Exercise description =
Your task is to copy each line of the material below that includes "GeoConfig".

------ Records supplied

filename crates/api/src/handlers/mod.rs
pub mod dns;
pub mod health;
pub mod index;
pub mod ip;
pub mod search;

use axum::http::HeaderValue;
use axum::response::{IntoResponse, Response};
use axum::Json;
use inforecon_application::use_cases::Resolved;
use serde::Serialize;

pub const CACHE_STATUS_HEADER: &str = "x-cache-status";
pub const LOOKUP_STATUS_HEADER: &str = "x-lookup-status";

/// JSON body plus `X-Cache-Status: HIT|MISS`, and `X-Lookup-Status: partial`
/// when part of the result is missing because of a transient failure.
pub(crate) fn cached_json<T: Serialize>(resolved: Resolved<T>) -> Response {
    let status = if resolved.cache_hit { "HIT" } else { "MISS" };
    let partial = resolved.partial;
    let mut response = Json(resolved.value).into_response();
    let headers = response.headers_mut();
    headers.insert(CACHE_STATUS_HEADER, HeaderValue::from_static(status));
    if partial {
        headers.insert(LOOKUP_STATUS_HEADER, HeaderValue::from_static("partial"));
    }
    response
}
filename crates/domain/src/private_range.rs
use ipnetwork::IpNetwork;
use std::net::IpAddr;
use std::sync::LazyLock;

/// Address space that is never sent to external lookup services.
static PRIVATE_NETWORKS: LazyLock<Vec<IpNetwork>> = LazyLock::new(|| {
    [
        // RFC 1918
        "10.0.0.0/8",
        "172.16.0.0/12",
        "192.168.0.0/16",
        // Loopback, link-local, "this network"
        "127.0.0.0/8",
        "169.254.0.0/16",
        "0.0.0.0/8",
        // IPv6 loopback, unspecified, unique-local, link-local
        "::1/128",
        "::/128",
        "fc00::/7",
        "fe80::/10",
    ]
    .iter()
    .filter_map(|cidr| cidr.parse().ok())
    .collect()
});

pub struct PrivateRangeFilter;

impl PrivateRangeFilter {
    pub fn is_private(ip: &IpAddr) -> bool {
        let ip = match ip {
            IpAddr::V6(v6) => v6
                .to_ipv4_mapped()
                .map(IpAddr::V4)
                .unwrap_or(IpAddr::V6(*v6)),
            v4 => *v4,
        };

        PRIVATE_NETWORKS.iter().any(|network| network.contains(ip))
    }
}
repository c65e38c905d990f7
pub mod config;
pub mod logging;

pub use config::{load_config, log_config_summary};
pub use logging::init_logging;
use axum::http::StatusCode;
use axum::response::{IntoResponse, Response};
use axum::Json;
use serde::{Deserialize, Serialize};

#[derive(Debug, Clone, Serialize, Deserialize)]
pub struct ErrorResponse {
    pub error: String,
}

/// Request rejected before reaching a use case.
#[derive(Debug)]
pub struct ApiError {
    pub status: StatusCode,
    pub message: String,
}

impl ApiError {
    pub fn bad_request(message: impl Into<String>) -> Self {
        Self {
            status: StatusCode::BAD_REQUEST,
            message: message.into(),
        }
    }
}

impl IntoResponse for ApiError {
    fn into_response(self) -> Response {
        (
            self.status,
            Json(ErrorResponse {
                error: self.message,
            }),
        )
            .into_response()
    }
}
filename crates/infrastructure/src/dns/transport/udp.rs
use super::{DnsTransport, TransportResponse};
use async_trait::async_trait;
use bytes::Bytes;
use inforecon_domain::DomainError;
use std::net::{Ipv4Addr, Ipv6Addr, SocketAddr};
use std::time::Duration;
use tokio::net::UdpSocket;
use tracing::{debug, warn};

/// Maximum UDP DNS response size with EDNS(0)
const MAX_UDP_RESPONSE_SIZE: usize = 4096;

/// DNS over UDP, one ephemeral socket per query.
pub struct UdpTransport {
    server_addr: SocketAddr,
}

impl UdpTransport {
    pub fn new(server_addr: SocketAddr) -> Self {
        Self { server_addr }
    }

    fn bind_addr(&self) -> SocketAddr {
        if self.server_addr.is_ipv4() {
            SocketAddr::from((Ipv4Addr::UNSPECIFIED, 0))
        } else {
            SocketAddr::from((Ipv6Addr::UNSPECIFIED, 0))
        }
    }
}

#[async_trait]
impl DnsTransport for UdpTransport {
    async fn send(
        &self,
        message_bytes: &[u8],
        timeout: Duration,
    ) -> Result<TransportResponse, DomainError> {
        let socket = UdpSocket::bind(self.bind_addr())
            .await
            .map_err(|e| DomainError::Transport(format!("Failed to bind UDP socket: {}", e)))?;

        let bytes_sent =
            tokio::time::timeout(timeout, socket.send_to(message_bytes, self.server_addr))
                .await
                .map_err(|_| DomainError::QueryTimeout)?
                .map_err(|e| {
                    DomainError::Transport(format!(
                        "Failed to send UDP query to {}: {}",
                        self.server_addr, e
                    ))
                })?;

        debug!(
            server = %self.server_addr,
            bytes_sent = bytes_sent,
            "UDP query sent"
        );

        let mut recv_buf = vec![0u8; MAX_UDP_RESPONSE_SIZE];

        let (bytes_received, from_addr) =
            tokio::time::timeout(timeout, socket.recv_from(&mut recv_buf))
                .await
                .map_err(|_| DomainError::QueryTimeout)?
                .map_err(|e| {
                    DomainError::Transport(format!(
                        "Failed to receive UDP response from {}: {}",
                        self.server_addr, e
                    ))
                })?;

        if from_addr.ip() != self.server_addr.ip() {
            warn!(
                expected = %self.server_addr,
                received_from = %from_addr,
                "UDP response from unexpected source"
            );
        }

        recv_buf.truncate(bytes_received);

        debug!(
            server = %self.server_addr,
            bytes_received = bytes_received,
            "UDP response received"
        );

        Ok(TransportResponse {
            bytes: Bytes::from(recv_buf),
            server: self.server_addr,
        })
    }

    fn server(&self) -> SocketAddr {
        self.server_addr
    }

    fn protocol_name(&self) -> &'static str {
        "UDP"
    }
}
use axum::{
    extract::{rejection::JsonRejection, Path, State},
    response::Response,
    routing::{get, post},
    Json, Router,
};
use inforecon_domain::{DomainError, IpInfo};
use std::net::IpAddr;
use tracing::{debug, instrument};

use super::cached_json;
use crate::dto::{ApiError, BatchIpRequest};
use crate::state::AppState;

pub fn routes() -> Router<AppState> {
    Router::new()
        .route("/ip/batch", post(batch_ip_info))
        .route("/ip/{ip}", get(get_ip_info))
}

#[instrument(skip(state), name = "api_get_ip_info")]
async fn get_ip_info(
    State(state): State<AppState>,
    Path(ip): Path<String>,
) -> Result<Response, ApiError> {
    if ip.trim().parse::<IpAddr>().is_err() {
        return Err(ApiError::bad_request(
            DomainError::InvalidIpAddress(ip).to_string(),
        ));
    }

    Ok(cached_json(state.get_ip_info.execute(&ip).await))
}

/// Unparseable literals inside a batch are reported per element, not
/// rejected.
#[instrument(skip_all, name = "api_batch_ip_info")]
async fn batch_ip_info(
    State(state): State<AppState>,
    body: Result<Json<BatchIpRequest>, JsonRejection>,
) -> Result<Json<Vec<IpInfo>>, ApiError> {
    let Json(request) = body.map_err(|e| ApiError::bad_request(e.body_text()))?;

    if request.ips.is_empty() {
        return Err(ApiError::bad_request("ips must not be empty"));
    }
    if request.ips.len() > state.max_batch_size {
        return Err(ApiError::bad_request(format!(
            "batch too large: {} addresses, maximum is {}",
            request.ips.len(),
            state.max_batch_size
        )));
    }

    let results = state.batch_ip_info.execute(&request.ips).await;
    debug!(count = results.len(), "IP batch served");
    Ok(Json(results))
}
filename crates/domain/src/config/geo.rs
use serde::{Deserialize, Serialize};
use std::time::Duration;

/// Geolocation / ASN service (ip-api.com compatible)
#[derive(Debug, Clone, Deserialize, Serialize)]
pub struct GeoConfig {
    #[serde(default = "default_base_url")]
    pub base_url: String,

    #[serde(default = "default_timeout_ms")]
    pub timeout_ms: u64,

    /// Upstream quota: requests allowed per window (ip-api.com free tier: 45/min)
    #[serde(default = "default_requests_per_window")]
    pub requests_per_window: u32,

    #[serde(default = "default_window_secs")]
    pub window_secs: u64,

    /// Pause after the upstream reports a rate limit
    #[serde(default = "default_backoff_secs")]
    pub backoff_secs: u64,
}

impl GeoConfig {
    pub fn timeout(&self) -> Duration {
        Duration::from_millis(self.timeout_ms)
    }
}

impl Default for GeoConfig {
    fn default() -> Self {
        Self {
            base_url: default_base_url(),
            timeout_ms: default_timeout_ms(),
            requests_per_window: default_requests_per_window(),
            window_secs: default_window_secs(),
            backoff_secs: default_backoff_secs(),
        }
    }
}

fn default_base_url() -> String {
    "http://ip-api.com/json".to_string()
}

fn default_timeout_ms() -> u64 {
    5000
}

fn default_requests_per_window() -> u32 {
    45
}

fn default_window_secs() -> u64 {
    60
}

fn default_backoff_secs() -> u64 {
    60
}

------------

Response to the task =
pub struct GeoConfig {
impl GeoConfig {
impl Default for GeoConfig {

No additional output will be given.